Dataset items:

== Segment start ==

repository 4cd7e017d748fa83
use super::*;

#[test]
fn blank_lines_are_ignored() {
    assert_eq!(parse_command("   "), Ok(None));
}

#[test]
fn free_text_arguments_keep_inner_spaces() {
    assert_eq!(
        parse_command("home  Università di Pisa "),
        Ok(Some(Command::Home("Università di Pisa".into())))
    );
    assert_eq!(
        parse_command("dept Computer Engineering"),
        Ok(Some(Command::Department("Computer Engineering".into())))
    );
    assert_eq!(parse_command("home"), Ok(Some(Command::Home(String::new()))));
}

#[test]
fn period_accepts_either_casing() {
    assert_eq!(
        parse_command("period Spring"),
        Ok(Some(Command::Period(Period::Spring)))
    );
    assert_eq!(
        parse_command("period winter"),
        Err(CommandError::Usage("period fall|spring"))
    );
}

#[test]
fn exams_target_is_position_or_id() {
    assert_eq!(
        parse_command("exams 2"),
        Ok(Some(Command::Exams(ExamsTarget::Position(2))))
    );
    assert_eq!(
        parse_command("exams UPC-EETAC"),
        Ok(Some(Command::Exams(ExamsTarget::Id(UniversityId::new(
            "UPC-EETAC"
        )))))
    );
    assert!(parse_command("exams 0").is_err());
    assert!(parse_command("exams").is_err());
}

#[test]
fn reset_defaults_to_first_stage() {
    assert_eq!(parse_command("reset"), Ok(Some(Command::Reset(Stage::Bando))));
    assert_eq!(parse_command("reset 3"), Ok(Some(Command::Reset(Stage::Esami))));
    assert_eq!(
        parse_command("reset 4"),
        Err(CommandError::Usage("reset [1|2|3]"))
    );
}

#[test]
fn api_subcommands() {
    assert_eq!(parse_command("api save"), Ok(Some(Command::ApiSave)));
    assert_eq!(
        parse_command("api http://10.0.0.5:8000"),
        Ok(Some(Command::Api("http://10.0.0.5:8000".into())))
    );
    assert!(parse_command("api").is_err());
}

#[test]
fn mock_toggle_and_unknown_words() {
    assert_eq!(parse_command("MOCK on"), Ok(Some(Command::Mock(true))));
    assert_eq!(parse_command("mock off"), Ok(Some(Command::Mock(false))));
    assert_eq!(
        parse_command("fly"),
        Err(CommandError::Unknown("fly".into()))
    );
}
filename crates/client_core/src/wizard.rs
//! Stage controller for the three-step exchange wizard.
//!
//! [`StageController`] owns the single [`WizardState`] of a session. Every
//! mutation goes through its methods, which keep the stage watermark, the
//! loading flag and the downstream results consistent with each other.
//! Requests are begun here, executed elsewhere (see [`crate::ResultFetcher`])
//! and their outcome is handed back through [`StageController::complete_action`]
//! or [`StageController::fail_action`].

use shared::{
    domain::{Mode, Period, Stage, UniversityId, UploadProfile},
    protocol::{
        BandoRequest, BandoResult, Destination, ExamsReport, ExamsRequest, Shortlist,
        ShortlistRequest,
    },
};
use tracing::{debug, info, warn};

use crate::{error::ValidationError, study_plan::StudyPlanFile};

#[derive(Debug, Clone, PartialEq, Eq)]
pub enum Action {
    Bando,
    Shortlist,
    Exams(UniversityId),
}

#[derive(Debug, Clone, Copy, PartialEq, Eq)]
pub enum ActionKind {
    Bando,
    Shortlist,
    Exams,
}

impl ActionKind {
    pub fn as_str(self) -> &'static str {
        match self {
            Self::Bando => "bando",
            Self::Shortlist => "shortlist",
            Self::Exams => "exams",
        }
    }
}

/// Handle for the one action in flight. Outcomes carrying a ticket that is
/// no longer current (the action was abandoned by a reset) are ignored.
#[derive(Debug, Clone, Copy, PartialEq, Eq)]
pub struct ActionTicket {
    id: u64,
    kind: ActionKind,
    mode: Mode,
}

impl ActionTicket {
    pub fn kind(&self) -> ActionKind {
        self.kind
    }

    /// Data source chosen when the action began.
    pub fn mode(&self) -> Mode {
        self.mode
    }
}

/// Snapshot of the inputs an action needs, taken when it begins.
#[derive(Debug, Clone)]
pub enum FetchRequest {
    Bando(BandoRequest),
    Shortlist {
        request: ShortlistRequest,
        study_plan: Option<StudyPlanFile>,
    },
    Exams {
        destination: UniversityId,
        request: ExamsRequest,
    },
}

impl FetchRequest {
    pub fn kind(&self) -> ActionKind {
        match self {
            Self::Bando(_) => ActionKind::Bando,
            Self::Shortlist { .. } => ActionKind::Shortlist,
            Self::Exams { .. } => ActionKind::Exams,
        }
    }
}

#[derive(Debug, Clone, PartialEq)]
pub enum ActionOutcome {
    Bando(BandoResult),
    Shortlist(Shortlist),
    Exams(ExamsReport),
}

impl ActionOutcome {
    pub fn kind(&self) -> ActionKind {
        match self {
            Self::Bando(_) => ActionKind::Bando,
            Self::Shortlist(_) => ActionKind::Shortlist,
            Self::Exams(_) => ActionKind::Exams,
        }
    }
}

#[derive(Debug, Clone, PartialEq)]
pub struct WizardState {
    pub stage: Stage,
    pub mode: Mode,
    pub is_loading: bool,
    pub last_error: Option<String>,

    pub home_institution: String,
    pub department: String,
    pub period: Period,
    pub study_plan_text: String,
    pub study_plan_file: Option<StudyPlanFile>,

    pub bando_result: Option<BandoResult>,
    pub shortlist_result: Option<Shortlist>,
    selected: Option<usize>,
    pub exams_result: Option<ExamsReport>,
}

impl Default for WizardState {
    fn default() -> Self {
        Self {
            stage: Stage::Bando,
            mode: Mode::Live,
            is_loading: false,
            last_error: None,
            home_institution: String::new(),
            department: String::new(),
            period: Period::Fall,
            study_plan_text: String::new(),
            study_plan_file: None,
            bando_result: None,
            shortlist_result: None,
            selected: None,
            exams_result: None,
        }
    }
}

impl WizardState {
    /// Destination whose exams are shown. Always an entry of the current
    /// shortlist.
    pub fn selected_destination(&self) -> Option<&Destination> {
        let index = self.selected?;
        self.shortlist_result.as_ref()?.items.get(index)
    }

    /// Informational message for successful but negative outcomes. Distinct
    /// from `last_error`, which only reports failures.
    pub fn notice(&self) -> Option<String> {
        if self.is_loading || self.last_error.is_some() {
            return None;
        }
        if let Some(exams) = &self.exams_result {
            if exams.compatible_exams.is_empty() {
                return Some(
                    "No compatible exams found for the selected period.".to_string(),
                );
            }
        }
        if let Some(shortlist) = &self.shortlist_result {
            if shortlist.items.is_empty() {
                return Some(
                    "No destination satisfies the constraints of the call.".to_string(),
                );
            }
        }
        match &self.bando_result {
            Some(BandoResult::NotFound { message }) => {
                let mut notice = "No call found in the indexed documents.".to_string();
                if let Some(message) = message.as_deref().filter(|m| !m.trim().is_empty()) {
                    notice.push(' ');
                    notice.push_str(message);
                }
                Some(notice)
            }
            _ => None,
        }
    }

    fn clear_from(&mut self, stage: Stage) {
        if stage <= Stage::Bando {
            self.bando_result = None;
        }
        if stage <= Stage::Mete {
            self.shortlist_result = None;
        }
        self.selected = None;
        self.exams_result = None;
    }
}

#[derive(Debug, Clone, Copy)]
struct PendingAction {
    ticket: ActionTicket,
    destination: Option<usize>,
}

#[derive(Debug)]
pub struct StageController {
    state: WizardState,
    profile: UploadProfile,
    pending: Option<PendingAction>,
    next_ticket: u64,
}

impl StageController {
    pub fn new(profile: UploadProfile) -> Self {
        Self {
            state: WizardState::default(),
            profile,
            pending: None,
            next_ticket: 1,
        }
    }

    pub fn state(&self) -> &WizardState {
        &self.state
    }

    pub fn set_mode(&mut self, mode: Mode) {
        self.state.mode = mode;
    }

    pub fn set_home_institution(&mut self, value: impl Into<String>) {
        self.state.home_institution = value.into();
    }

    pub fn set_department(&mut self, value: impl Into<String>) {
        self.state.department = value.into();
    }

    pub fn set_period(&mut self, period: Period) {
        self.state.period = period;
    }

    pub fn set_study_plan_text(&mut self, value: impl Into<String>) {
        self.state.study_plan_text = value.into();
    }

    /// Attaches the study plan document. A rejected file leaves the state
    /// untouched, including any previously attached document.
    pub fn attach_study_plan(&mut self, file: StudyPlanFile) -> Result<(), ValidationError> {
        if let Err(err) = file.validate() {
            warn!(filename = file.filename(), %err, "rejected study plan");
            return Err(err);
        }
        debug!(
            filename = file.filename(),
            size = file.size_bytes(),
            "attached study plan"
        );
        self.state.study_plan_file = Some(file);
        Ok(())
    }

    pub fn detach_study_plan(&mut self) {
        self.state.study_plan_file = None;
    }

    pub fn check_bando(&self) -> Result<(), ValidationError> {
        if self.state.is_loading {
            return Err(ValidationError::Busy);
        }
        if self.state.home_institution.trim().is_empty() {
            return Err(ValidationError::MissingHomeInstitution);
        }
        Ok(())
    }

    pub fn check_shortlist(&self) -> Result<(), ValidationError> {
        if self.state.is_loading {
            return Err(ValidationError::Busy);
        }
        if !self
            .state
            .bando_result
            .as_ref()
            .is_some_and(BandoResult::is_found)
        {
            return Err(ValidationError::BandoNotFound);
        }
        if self.state.department.trim().is_empty() {
            return Err(ValidationError::MissingDepartment);
        }
        if self.profile.requires_file() && self.state.study_plan_file.is_none() {
            return Err(ValidationError::MissingStudyPlan);
        }
        Ok(())
    }

    pub fn check_exams(&self, candidate: &UniversityId) -> Result<usize, ValidationError> {
        if self.state.is_loading {
            return Err(ValidationError::Busy);
        }
        self.state
            .shortlist_result
            .as_ref()
            .and_then(|shortlist| shortlist.position(candidate))
            .ok_or_else(|| ValidationError::UnknownDestination(candidate.clone()))
    }

    pub fn can_request_bando(&self) -> bool {
        self.check_bando().is_ok()
    }

    pub fn can_request_shortlist(&self) -> bool {
        self.check_shortlist().is_ok()
    }

    pub fn can_request_exams(&self, candidate: &UniversityId) -> bool {
        self.check_exams(candidate).is_ok()
    }

    /// Validates the preconditions of `action`, marks the controller as
    /// loading and returns the request to execute. On error nothing changes.
    pub fn begin_action(
        &mut self,
        action: Action,
    ) -> Result<(ActionTicket, FetchRequest), ValidationError> {
        let (request, destination) = match action {
            Action::Bando => {
                self.check_bando()?;
                let request = FetchRequest::Bando(BandoRequest {
                    university_from: self.state.home_institution.trim().to_string(),
                });
                (request, None)
            }
            Action::Shortlist => {
                self.check_shortlist()?;
                let study_plan_text = Some(self.state.study_plan_text.trim())
                    .filter(|text| !text.is_empty())
                    .map(str::to_string);
                let study_plan = if self.profile.requires_file() {
                    self.state.study_plan_file.clone()
                } else {
                    None
                };
                let request = FetchRequest::Shortlist {
                    request: ShortlistRequest {
                        university_from: self.state.home_institution.trim().to_string(),
                        department: self.state.department.trim().to_string(),
                        period: self.state.period,
                        study_plan_text,
                    },
                    study_plan,
                };
                (request, None)
            }
            Action::Exams(candidate) => {
                let index = self.check_exams(&candidate)?;
                let request = FetchRequest::Exams {
                    destination: candidate,
                    request: ExamsRequest {
                        study_plan_text: self.state.study_plan_text.trim().to_string(),
                        period: self.state.period,
                    },
                };
                (request, Some(index))
            }
        };

        let ticket = ActionTicket {
            id: self.next_ticket,
            kind: request.kind(),
            mode: self.state.mode,
        };
        self.next_ticket += 1;
        self.pending = Some(PendingAction {
            ticket,
            destination,
        });
        self.state.is_loading = true;
        self.state.last_error = None;
        info!(
            action = ticket.kind.as_str(),
            mode = ticket.mode.as_str(),
            "action started"
        );
        Ok((ticket, request))
    }

    /// Applies a successful outcome. Returns `false` when the ticket is stale
    /// and the outcome was dropped.
    pub fn complete_action(&mut self, ticket: ActionTicket, outcome: ActionOutcome) -> bool {
        let Some(pending) = self.take_pending(ticket) else {
            return false;
        };
        if outcome.kind() != ticket.kind {
            warn!(
                expected = ticket.kind.as_str(),
                got = outcome.kind().as_str(),
                "outcome does not match the pending action"
            );
            self.state.is_loading = false;
            self.state.last_error = Some("unexpected response for the pending request".into());
            return true;
        }

        self.state.is_loading = false;
        self.state.last_error = None;
        match outcome {
            ActionOutcome::Bando(result) => {
                let found = result.is_found();
                self.state.clear_from(Stage::Mete);
                self.state.bando_result = Some(result);
                self.state.stage = if found { Stage::Mete } else { Stage::Bando };
            }
            ActionOutcome::Shortlist(shortlist) => {
                self.state.clear_from(Stage::Mete);
                self.state.shortlist_result = Some(shortlist);
                self.state.stage = Stage::Mete;
            }
            ActionOutcome::Exams(report) => {
                self.state.selected = pending.destination;
                self.state.exams_result = Some(report);
                self.state.stage = Stage::Esami;
            }
        }
        info!(
            action = ticket.kind.as_str(),
            stage = self.state.stage.label(),
            "action completed"
        );
        true
    }

    /// Records a failed action. Stage and earlier results stay as they were.
    pub fn fail_action(&mut self, ticket: ActionTicket, message: impl Into<String>) -> bool {
        if self.take_pending(ticket).is_none() {
            return false;
        }
        let message = message.into();
        warn!(action = ticket.kind.as_str(), error = %message, "action failed");
        self.state.is_loading = false;
        self.state.last_error = Some(message);
        true
    }

    /// Drops the results of `stage` and every later stage, together with the
    /// selection. The stage moves back to `stage` but never forward. An action
    /// still in flight is abandoned and its outcome will be ignored.
    pub fn reset_to_stage(&mut self, stage: Stage) {
        if let Some(pending) = self.pending.take() {
            debug!(
                action = pending.ticket.kind.as_str(),
                "abandoning in-flight action on reset"
            );
        }
        self.state.is_loading = false;
        self.state.last_error = None;
        self.state.clear_from(stage);
        self.state.stage = self.state.stage.min(stage);
    }

    fn take_pending(&mut self, ticket: ActionTicket) -> Option<PendingAction> {
        match self.pending {
            Some(pending) if pending.ticket == ticket => self.pending.take(),
            _ => {
                debug!(
                    action = ticket.kind.as_str(),
                    "ignoring outcome for a stale action"
                );
                None
            }
        }
    }
}

#[cfg(test)]
#[path = "tests/wizard_tests.rs"]
mod tests;
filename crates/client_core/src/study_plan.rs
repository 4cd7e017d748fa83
//! Study plan attachment and the client-side checks it must pass before it
//! can gate the shortlist request.

use std::path::Path;

use bytes::Bytes;

use crate::error::ValidationError;

pub const PDF_MIME_TYPE: &str = "application/pdf";
pub const MAX_STUDY_PLAN_BYTES: u64 = 10 * 1024 * 1024;

/// An attached document. The bytes are reference counted: cloning the
/// attachment, or handing it to an outgoing request, never copies the payload.
#[derive(Debug, Clone, PartialEq, Eq)]
pub struct StudyPlanFile {
    filename: String,
    mime_type: String,
    bytes: Bytes,
}

impl StudyPlanFile {
    pub fn new(filename: impl Into<String>, mime_type: impl Into<String>, bytes: Vec<u8>) -> Self {
        Self {
            filename: filename.into(),
            mime_type: mime_type.into(),
            bytes: bytes.into(),
        }
    }

    /// Reads a document from disk. The MIME type is guessed from the
    /// extension and the size is checked against the file metadata before the
    /// content is loaded.
    pub async fn from_path(path: &Path) -> Result<Self, ValidationError> {
        let unreadable = |reason: String| ValidationError::UnreadableFile {
            path: path.display().to_string(),
            reason,
        };

        let mime_type = mime_guess::from_path(path)
            .first_or_octet_stream()
            .essence_str()
            .to_string();
        let metadata = tokio::fs::metadata(path)
            .await
            .map_err(|err| unreadable(err.to_string()))?;
        check_constraints(&mime_type, metadata.len())?;

        let bytes = tokio::fs::read(path)
            .await
            .map_err(|err| unreadable(err.to_string()))?;
        let filename = path
            .file_name()
            .map(|name| name.to_string_lossy().into_owned())
            .unwrap_or_else(|| "study_plan.pdf".to_string());

        let file = Self::new(filename, mime_type, bytes);
        file.validate()?;
        Ok(file)
    }

    pub fn filename(&self) -> &str {
        &self.filename
    }

    pub fn mime_type(&self) -> &str {
        &self.mime_type
    }

    pub fn bytes(&self) -> &[u8] {
        &self.bytes
    }

    /// Cheap handle on the same buffer, used as the request body.
    pub fn shared_bytes(&self) -> Bytes {
        self.bytes.clone()
    }

    pub fn size_bytes(&self) -> u64 {
        self.bytes.len() as u64
    }

    pub fn validate(&self) -> Result<(), ValidationError> {
        check_constraints(&self.mime_type, self.size_bytes())
    }
}

fn check_constraints(mime_type: &str, size: u64) -> Result<(), ValidationError> {
    if !mime_type.eq_ignore_ascii_case(PDF_MIME_TYPE) {
        return Err(ValidationError::UnsupportedFileType {
            mime_type: mime_type.to_string(),
        });
    }
    if size > MAX_STUDY_PLAN_BYTES {
        return Err(ValidationError::FileTooLarge {
            size,
            limit: MAX_STUDY_PLAN_BYTES,
        });
    }
    Ok(())
}

#[cfg(test)]
#[path = "tests/study_plan_tests.rs"]
mod tests;
//! Prompt command grammar.

use std::path::PathBuf;

use shared::domain::{Period, Stage, UniversityId};
use thiserror::Error;

pub const HELP: &str = "\
Commands:
  home <name>          set the home institution (remembered for this session scope)
  dept <name>          set the department
  period fall|spring   set the exchange period
  plan <text>          set the study plan notes (empty to clear)
  attach <path>        attach the study plan PDF
  detach               drop the attached study plan
  mock on|off          switch between mock and live data
  api <url>            point live requests to another backend
  api save             remember the current backend for next time
  bando                look up the call for the home institution
  shortlist            generate the destination shortlist
  exams <n|id>         show compatible exams for a shortlisted destination
  reset [1|2|3]        go back to a stage and drop its results (default 1)
  start-over           reset everything and forget the home institution
  status               print the current wizard state
  help                 show this help
  quit                 leave";

#[derive(Debug, Clone, PartialEq, Eq)]
pub enum ExamsTarget {
    /// 1-based position in the shortlist as rendered.
    Position(usize),
    Id(UniversityId),
}

#[derive(Debug, Clone, PartialEq, Eq)]
pub enum Command {
    Home(String),
    Department(String),
    Period(Period),
    Plan(String),
    Attach(PathBuf),
    Detach,
    Mock(bool),
    Api(String),
    ApiSave,
    Bando,
    Shortlist,
    Exams(ExamsTarget),
    Reset(Stage),
    StartOver,
    Status,
    Help,
    Quit,
}

#[derive(Debug, Clone, PartialEq, Eq, Error)]
pub enum CommandError {
    #[error("unknown command `{0}`, type `help` for the list")]
    Unknown(String),
    #[error("usage: {0}")]
    Usage(&'static str),
}

/// Parses one prompt line. Blank lines yield `Ok(None)`.
pub fn parse_command(line: &str) -> Result<Option<Command>, CommandError> {
    let line = line.trim();
    if line.is_empty() {
        return Ok(None);
    }
    let (word, rest) = match line.split_once(char::is_whitespace) {
        Some((word, rest)) => (word, rest.trim()),
        None => (line, ""),
    };

    let command = match word.to_ascii_lowercase().as_str() {
        "home" => Command::Home(rest.to_string()),
        "dept" | "department" => Command::Department(rest.to_string()),
        "period" => Command::Period(
            Period::parse(rest).ok_or(CommandError::Usage("period fall|spring"))?,
        ),
        "plan" => Command::Plan(rest.to_string()),
        "attach" => {
            if rest.is_empty() {
                return Err(CommandError::Usage("attach <path>"));
            }
            Command::Attach(PathBuf::from(rest))
        }
        "detach" => Command::Detach,
        "mock" => match rest.to_ascii_lowercase().as_str() {
            "on" | "true" | "1" => Command::Mock(true),
            "off" | "false" | "0" => Command::Mock(false),
            _ => return Err(CommandError::Usage("mock on|off")),
        },
        "api" => match rest {
            "" => return Err(CommandError::Usage("api <url> | api save")),
            "save" => Command::ApiSave,
            url => Command::Api(url.to_string()),
        },
        "bando" => Command::Bando,
        "shortlist" => Command::Shortlist,
        "exams" => {
            if rest.is_empty() {
                return Err(CommandError::Usage("exams <n|id>"));
            }
            match rest.parse::<usize>() {
                Ok(0) => return Err(CommandError::Usage("exams <n|id>, positions start at 1")),
                Ok(position) => Command::Exams(ExamsTarget::Position(position)),
                Err(_) => Command::Exams(ExamsTarget::Id(UniversityId::new(rest))),
            }
        }
        "reset" => {
            if rest.is_empty() {
                Command::Reset(Stage::Bando)
            } else {
                let stage = rest
                    .parse::<u8>()
                    .ok()
                    .and_then(Stage::from_number)
                    .ok_or(CommandError::Usage("reset [1|2|3]"))?;
                Command::Reset(stage)
            }
        }
        "start-over" | "restart" => Command::StartOver,
        "status" | "show" => Command::Status,
        "help" | "?" => Command::Help,
        "quit" | "exit" | "q" => Command::Quit,
        other => return Err(CommandError::Unknown(other.to_string())),
    };
    Ok(Some(command))
}

#[cfg(test)]
#[path = "tests/cli_tests.rs"]
mod tests;
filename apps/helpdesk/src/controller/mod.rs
pub mod events;
pub mod orchestration;
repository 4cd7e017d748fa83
pub mod commands;
pub mod runtime;
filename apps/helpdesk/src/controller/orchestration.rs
//! Command orchestration from prompt input to the backend command queue.

use client_core::{ActionOutcome, ActionTicket, FetchError, StageController};
use crossbeam_channel::{Sender, TrySendError};

use crate::backend_bridge::commands::BackendCommand;
use crate::controller::events::describe_fetch_failure;

pub fn dispatch_backend_command(
    cmd_tx: &Sender<BackendCommand>,
    cmd: BackendCommand,
) -> Result<(), String> {
    let cmd_name = cmd.name();
    match cmd_tx.try_send(cmd) {
        Ok(()) => {
            tracing::debug!(command = cmd_name, "queued prompt->backend command");
            Ok(())
        }
        Err(TrySendError::Full(_)) => Err("Command queue is full; please retry".to_string()),
        Err(TrySendError::Disconnected(_)) => {
            Err("Backend worker disconnected (possible startup failure); restart the help desk"
                .to_string())
        }
    }
}

/// Hands a finished request back to the controller. Returns `false` when the
/// outcome belonged to an abandoned action.
pub fn settle_action(
    controller: &mut StageController,
    ticket: ActionTicket,
    result: Result<ActionOutcome, FetchError>,
) -> bool {
    match result {
        Ok(outcome) => controller.complete_action(ticket, outcome),
        Err(err) => controller.fail_action(ticket, describe_fetch_failure(&err)),
    }
}
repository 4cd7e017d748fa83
use std::sync::Arc;

use async_trait::async_trait;
use shared::{
    domain::{Mode, UniversityId},
    protocol::{
        BandoRequest, BandoResult, ExamsReport, ExamsRequest, Shortlist, ShortlistRequest,
    },
};
use tracing::{debug, warn};

pub mod config;
pub mod error;
mod live;
mod mock;
pub mod session_store;
pub mod study_plan;
pub mod wizard;

pub use error::{FetchError, ValidationError};
pub use live::{LiveDataSource, UnavailableLiveSource};
pub use mock::{mock_bando, mock_exams, mock_shortlist, MockDataSource};
pub use session_store::{SessionStore, HOME_INSTITUTION_KEY};
pub use study_plan::StudyPlanFile;
pub use wizard::{
    Action, ActionKind, ActionOutcome, ActionTicket, FetchRequest, StageController, WizardState,
};

/// Where the wizard gets its data from. Mock and live implementations return
/// the same shapes so the stage controller cannot tell them apart.
#[async_trait]
pub trait DataSource: Send + Sync {
    fn mode(&self) -> Mode;

    async fn lookup_bando(&self, request: &BandoRequest) -> Result<BandoResult, FetchError>;

    /// `study_plan` is present only when the upload profile requires the
    /// document; it switches the live encoding to multipart.
    async fn generate_shortlist(
        &self,
        request: &ShortlistRequest,
        study_plan: Option<&StudyPlanFile>,
    ) -> Result<Shortlist, FetchError>;

    async fn lookup_exams(
        &self,
        destination: &UniversityId,
        request: &ExamsRequest,
    ) -> Result<ExamsReport, FetchError>;
}

/// Executes begun actions against the data source matching the ticket's
/// mode. No retries: a failed action is only re-run by the user.
#[derive(Clone)]
pub struct ResultFetcher {
    live: Arc<dyn DataSource>,
    mock: Arc<dyn DataSource>,
}

impl ResultFetcher {
    pub fn new(live: Arc<dyn DataSource>, mock: Arc<dyn DataSource>) -> Self {
        Self { live, mock }
    }

    /// Builds both sources. An unusable API base does not prevent mock mode:
    /// live requests fail with [`FetchError::InvalidApiBase`] until the base
    /// is replaced through [`ResultFetcher::set_live`].
    pub fn from_settings(settings: &config::Settings) -> Self {
        let live: Arc<dyn DataSource> =
            match LiveDataSource::new(&settings.api_base, settings.request_timeout()) {
                Ok(live) => Arc::new(live),
                Err(err) => {
                    warn!(%err, "live backend disabled until the API base is fixed");
                    Arc::new(UnavailableLiveSource::new(&settings.api_base))
                }
            };
        Self::new(live, Arc::new(MockDataSource::new()))
    }

    /// Swaps the live backend, e.g. after the user changed the API base.
    pub fn set_live(&mut self, live: Arc<dyn DataSource>) {
        self.live = live;
    }

    pub fn source(&self, mode: Mode) -> &Arc<dyn DataSource> {
        match mode {
            Mode::Live => &self.live,
            Mode::Mock => &self.mock,
        }
    }

    pub async fn fetch(
        &self,
        ticket: ActionTicket,
        request: FetchRequest,
    ) -> Result<ActionOutcome, FetchError> {
        let source = self.source(ticket.mode());
        debug!(
            action = ticket.kind().as_str(),
            source = source.mode().as_str(),
            "dispatching action"
        );
        match request {
            FetchRequest::Bando(request) => source
                .lookup_bando(&request)
                .await
                .map(ActionOutcome::Bando),
            FetchRequest::Shortlist {
                request,
                study_plan,
            } => source
                .generate_shortlist(&request, study_plan.as_ref())
                .await
                .map(ActionOutcome::Shortlist),
            FetchRequest::Exams {
                destination,
                request,
            } => source
                .lookup_exams(&destination, &request)
                .await
                .map(ActionOutcome::Exams),
        }
    }

    /// Runs one action end to end on `controller`. A validation error means
    /// nothing was started; fetch failures end up in `last_error`.
    pub async fn run(
        &self,
        controller: &mut StageController,
        action: Action,
    ) -> Result<(), ValidationError> {
        let (ticket, request) = controller.begin_action(action)?;
        match self.fetch(ticket, request).await {
            Ok(outcome) => {
                controller.complete_action(ticket, outcome);
            }
            Err(err) => {
                controller.fail_action(ticket, err.to_string());
            }
        }
        Ok(())
    }
}

#[cfg(test)]
#[path = "tests/lib_tests.rs"]
mod tests;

== Segment end ==

Work to complete: In the entries above, identify each line that includes the string "BandoResult", then copy it.

Task output:
        BandoRequest, BandoResult, Destination, ExamsReport, ExamsRequest, Shortlist,
    Bando(BandoResult),
    pub bando_result: Option<BandoResult>,
            Some(BandoResult::NotFound { message }) => {
            .is_some_and(BandoResult::is_found)
        BandoRequest, BandoResult, ExamsReport, ExamsRequest, Shortlist, ShortlistRequest,
    async fn lookup_bando(&self, request: &BandoRequest) -> Result<BandoResult, FetchError>;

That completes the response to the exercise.